══ Material for this exercise ══

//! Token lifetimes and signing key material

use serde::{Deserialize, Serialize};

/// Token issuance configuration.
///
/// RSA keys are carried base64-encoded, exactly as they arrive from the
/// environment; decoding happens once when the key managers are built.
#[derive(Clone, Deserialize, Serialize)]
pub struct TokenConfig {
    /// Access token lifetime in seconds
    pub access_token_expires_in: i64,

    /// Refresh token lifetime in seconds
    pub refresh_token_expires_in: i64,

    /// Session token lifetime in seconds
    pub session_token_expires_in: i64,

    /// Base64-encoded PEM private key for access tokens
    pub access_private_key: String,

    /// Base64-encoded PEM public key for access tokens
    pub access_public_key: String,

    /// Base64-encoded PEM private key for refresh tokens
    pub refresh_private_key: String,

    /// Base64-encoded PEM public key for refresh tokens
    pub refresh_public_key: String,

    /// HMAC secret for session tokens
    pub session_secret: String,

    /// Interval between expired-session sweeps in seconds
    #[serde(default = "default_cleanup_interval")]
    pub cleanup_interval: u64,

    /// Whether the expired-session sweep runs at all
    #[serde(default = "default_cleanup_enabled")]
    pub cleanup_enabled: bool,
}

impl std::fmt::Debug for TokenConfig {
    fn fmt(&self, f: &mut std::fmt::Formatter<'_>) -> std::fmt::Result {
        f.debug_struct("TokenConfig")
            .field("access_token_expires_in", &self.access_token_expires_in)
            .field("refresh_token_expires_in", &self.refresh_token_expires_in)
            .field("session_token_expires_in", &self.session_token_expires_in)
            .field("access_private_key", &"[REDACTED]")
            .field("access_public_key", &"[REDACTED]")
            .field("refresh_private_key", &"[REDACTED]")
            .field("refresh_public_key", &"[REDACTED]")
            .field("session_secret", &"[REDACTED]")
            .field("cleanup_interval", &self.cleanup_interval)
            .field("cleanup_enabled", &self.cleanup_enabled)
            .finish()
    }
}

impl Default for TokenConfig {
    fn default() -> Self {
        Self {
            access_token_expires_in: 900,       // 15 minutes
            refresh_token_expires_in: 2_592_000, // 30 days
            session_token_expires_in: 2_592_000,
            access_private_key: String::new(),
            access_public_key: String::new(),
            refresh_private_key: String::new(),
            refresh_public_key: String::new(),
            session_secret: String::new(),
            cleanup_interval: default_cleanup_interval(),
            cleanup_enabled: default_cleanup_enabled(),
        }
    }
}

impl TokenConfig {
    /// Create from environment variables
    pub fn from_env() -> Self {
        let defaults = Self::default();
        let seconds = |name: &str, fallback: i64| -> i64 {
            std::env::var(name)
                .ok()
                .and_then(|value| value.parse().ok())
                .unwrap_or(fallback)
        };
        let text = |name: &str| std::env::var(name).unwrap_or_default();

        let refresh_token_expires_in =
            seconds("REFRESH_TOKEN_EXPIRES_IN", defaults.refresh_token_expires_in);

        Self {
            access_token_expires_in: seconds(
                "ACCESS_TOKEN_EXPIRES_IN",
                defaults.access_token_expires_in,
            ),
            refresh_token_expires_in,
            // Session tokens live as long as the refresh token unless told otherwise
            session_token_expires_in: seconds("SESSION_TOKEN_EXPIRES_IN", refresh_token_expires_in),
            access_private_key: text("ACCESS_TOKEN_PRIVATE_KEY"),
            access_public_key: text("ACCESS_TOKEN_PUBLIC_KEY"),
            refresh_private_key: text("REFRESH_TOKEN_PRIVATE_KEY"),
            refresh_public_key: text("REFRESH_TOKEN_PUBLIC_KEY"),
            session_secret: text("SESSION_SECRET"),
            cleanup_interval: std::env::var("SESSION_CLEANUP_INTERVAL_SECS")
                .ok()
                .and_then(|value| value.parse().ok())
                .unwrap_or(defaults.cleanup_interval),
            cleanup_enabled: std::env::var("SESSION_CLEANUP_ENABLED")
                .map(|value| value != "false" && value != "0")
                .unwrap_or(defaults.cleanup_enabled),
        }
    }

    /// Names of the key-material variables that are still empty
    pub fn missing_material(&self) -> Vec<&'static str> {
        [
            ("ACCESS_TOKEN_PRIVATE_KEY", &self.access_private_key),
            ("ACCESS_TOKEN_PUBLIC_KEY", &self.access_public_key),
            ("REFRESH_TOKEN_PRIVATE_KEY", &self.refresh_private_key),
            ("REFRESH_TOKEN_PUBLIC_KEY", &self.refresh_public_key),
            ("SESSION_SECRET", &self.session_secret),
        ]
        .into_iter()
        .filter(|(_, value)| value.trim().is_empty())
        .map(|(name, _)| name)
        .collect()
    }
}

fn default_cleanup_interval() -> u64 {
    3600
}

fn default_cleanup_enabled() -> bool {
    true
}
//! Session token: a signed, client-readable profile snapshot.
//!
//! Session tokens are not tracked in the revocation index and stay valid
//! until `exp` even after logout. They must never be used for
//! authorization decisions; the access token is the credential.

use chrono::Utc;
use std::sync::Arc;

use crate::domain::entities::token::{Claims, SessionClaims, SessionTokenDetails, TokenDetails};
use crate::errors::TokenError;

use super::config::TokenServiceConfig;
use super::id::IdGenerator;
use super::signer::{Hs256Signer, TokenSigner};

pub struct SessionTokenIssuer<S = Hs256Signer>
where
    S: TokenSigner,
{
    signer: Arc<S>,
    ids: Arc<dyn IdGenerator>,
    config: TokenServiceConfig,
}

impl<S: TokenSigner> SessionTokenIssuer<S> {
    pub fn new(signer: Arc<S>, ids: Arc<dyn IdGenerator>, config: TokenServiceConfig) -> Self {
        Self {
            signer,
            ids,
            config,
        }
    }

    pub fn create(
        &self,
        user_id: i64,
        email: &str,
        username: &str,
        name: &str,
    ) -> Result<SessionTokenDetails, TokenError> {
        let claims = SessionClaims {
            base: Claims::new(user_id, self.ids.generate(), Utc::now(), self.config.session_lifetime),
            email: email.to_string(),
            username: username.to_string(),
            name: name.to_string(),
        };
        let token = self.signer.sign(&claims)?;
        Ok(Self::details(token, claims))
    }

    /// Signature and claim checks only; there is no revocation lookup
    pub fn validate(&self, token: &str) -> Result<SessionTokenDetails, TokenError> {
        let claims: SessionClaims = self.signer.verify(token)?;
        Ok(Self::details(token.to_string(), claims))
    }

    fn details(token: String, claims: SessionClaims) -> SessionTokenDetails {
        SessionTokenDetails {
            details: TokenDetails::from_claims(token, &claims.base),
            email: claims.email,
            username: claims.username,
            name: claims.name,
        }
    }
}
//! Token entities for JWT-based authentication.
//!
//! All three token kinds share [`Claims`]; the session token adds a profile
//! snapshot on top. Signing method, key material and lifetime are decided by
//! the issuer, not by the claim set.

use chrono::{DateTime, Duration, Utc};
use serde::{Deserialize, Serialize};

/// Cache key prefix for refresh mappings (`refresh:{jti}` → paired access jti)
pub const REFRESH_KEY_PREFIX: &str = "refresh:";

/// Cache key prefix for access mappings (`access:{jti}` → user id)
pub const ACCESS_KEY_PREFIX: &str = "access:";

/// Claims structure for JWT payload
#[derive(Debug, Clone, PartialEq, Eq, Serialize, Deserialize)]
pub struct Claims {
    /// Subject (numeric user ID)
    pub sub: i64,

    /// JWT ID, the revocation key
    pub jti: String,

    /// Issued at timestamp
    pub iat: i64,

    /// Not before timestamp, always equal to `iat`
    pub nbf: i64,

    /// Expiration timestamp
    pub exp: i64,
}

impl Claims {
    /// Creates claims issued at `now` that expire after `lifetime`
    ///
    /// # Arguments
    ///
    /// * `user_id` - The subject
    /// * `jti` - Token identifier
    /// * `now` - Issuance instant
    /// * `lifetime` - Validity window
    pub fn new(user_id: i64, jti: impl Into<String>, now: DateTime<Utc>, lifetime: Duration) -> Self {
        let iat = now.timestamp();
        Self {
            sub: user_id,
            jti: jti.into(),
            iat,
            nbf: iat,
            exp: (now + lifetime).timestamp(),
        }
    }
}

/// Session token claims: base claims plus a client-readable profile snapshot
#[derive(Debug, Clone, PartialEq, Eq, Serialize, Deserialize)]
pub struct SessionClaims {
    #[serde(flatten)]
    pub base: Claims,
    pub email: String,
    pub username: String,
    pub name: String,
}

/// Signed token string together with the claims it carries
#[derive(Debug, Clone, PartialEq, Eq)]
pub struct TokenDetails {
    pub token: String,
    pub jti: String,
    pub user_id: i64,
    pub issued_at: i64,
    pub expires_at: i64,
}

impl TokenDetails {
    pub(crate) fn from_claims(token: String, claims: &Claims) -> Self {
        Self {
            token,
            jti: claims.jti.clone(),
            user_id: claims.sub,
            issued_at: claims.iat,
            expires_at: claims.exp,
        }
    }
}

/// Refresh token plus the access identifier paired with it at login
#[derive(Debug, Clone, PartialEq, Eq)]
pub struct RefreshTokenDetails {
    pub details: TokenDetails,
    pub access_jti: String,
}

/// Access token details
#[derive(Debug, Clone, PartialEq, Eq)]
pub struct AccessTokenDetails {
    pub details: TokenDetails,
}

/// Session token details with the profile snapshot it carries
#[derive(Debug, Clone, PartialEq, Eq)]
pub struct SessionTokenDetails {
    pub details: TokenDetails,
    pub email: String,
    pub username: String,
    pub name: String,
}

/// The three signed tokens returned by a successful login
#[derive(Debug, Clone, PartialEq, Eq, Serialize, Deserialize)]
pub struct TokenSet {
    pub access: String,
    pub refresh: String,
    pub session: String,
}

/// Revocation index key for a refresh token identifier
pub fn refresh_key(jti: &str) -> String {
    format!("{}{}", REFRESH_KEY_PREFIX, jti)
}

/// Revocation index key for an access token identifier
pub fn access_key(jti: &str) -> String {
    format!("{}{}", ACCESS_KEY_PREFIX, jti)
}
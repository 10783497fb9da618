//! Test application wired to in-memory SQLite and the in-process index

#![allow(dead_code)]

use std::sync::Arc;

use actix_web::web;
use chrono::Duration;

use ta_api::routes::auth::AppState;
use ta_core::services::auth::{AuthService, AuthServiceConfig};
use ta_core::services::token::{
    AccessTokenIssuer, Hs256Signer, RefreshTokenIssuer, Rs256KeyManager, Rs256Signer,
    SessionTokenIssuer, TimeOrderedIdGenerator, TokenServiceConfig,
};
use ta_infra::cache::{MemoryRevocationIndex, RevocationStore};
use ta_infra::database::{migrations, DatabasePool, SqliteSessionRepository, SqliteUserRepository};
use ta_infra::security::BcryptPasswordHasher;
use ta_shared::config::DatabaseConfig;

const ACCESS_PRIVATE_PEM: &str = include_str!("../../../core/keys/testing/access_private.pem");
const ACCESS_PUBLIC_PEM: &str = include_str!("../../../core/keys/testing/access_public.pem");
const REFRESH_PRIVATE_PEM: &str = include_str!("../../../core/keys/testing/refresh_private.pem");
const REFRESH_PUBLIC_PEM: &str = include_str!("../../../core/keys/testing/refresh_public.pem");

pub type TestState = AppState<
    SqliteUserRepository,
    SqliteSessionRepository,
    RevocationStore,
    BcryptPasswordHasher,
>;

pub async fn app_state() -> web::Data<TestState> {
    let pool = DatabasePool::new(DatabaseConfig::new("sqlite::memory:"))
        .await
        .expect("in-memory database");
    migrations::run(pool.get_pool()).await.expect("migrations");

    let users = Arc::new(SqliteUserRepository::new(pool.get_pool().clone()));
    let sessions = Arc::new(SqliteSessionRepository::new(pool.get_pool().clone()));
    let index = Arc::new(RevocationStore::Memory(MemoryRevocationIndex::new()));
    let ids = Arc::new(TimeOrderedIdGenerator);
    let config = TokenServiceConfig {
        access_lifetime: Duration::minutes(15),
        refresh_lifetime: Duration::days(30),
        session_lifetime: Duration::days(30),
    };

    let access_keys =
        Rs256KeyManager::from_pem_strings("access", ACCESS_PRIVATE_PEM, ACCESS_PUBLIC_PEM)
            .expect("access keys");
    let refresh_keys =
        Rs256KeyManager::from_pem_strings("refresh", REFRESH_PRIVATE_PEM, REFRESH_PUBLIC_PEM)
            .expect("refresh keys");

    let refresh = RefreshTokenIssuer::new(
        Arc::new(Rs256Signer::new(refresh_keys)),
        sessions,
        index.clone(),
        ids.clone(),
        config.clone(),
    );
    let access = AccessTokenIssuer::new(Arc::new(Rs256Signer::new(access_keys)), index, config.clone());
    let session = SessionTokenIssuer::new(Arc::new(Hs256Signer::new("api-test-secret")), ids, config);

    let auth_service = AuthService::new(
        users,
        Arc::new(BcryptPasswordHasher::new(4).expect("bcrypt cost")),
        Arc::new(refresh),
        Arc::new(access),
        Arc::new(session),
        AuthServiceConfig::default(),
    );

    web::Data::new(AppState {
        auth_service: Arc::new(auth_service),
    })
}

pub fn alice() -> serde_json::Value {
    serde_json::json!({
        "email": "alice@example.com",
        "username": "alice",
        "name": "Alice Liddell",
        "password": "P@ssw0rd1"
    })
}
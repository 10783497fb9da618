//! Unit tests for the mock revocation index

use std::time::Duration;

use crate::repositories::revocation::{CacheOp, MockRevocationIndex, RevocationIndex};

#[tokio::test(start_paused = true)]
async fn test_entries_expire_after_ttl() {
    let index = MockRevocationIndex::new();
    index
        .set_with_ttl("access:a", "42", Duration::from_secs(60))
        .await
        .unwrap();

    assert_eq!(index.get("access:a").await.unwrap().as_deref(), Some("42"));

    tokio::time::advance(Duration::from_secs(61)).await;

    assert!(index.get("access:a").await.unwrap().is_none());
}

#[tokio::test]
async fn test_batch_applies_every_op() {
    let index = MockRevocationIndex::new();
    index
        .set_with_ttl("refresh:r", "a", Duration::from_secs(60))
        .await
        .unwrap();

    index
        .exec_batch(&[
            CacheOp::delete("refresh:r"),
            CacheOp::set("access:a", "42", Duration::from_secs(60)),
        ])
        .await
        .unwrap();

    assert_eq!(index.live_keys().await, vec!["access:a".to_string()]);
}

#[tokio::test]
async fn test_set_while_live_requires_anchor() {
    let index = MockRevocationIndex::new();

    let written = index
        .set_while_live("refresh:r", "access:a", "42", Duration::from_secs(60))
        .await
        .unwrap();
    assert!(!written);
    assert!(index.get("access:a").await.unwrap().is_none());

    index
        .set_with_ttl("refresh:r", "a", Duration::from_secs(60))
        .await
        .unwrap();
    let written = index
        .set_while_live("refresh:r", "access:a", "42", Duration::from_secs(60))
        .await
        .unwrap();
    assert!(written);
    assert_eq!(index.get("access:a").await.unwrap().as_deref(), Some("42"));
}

═══

**What is needed**
Go through the records and work out how many lines contain the string "encoded". The answer should be that number alone.

**Answer below**
5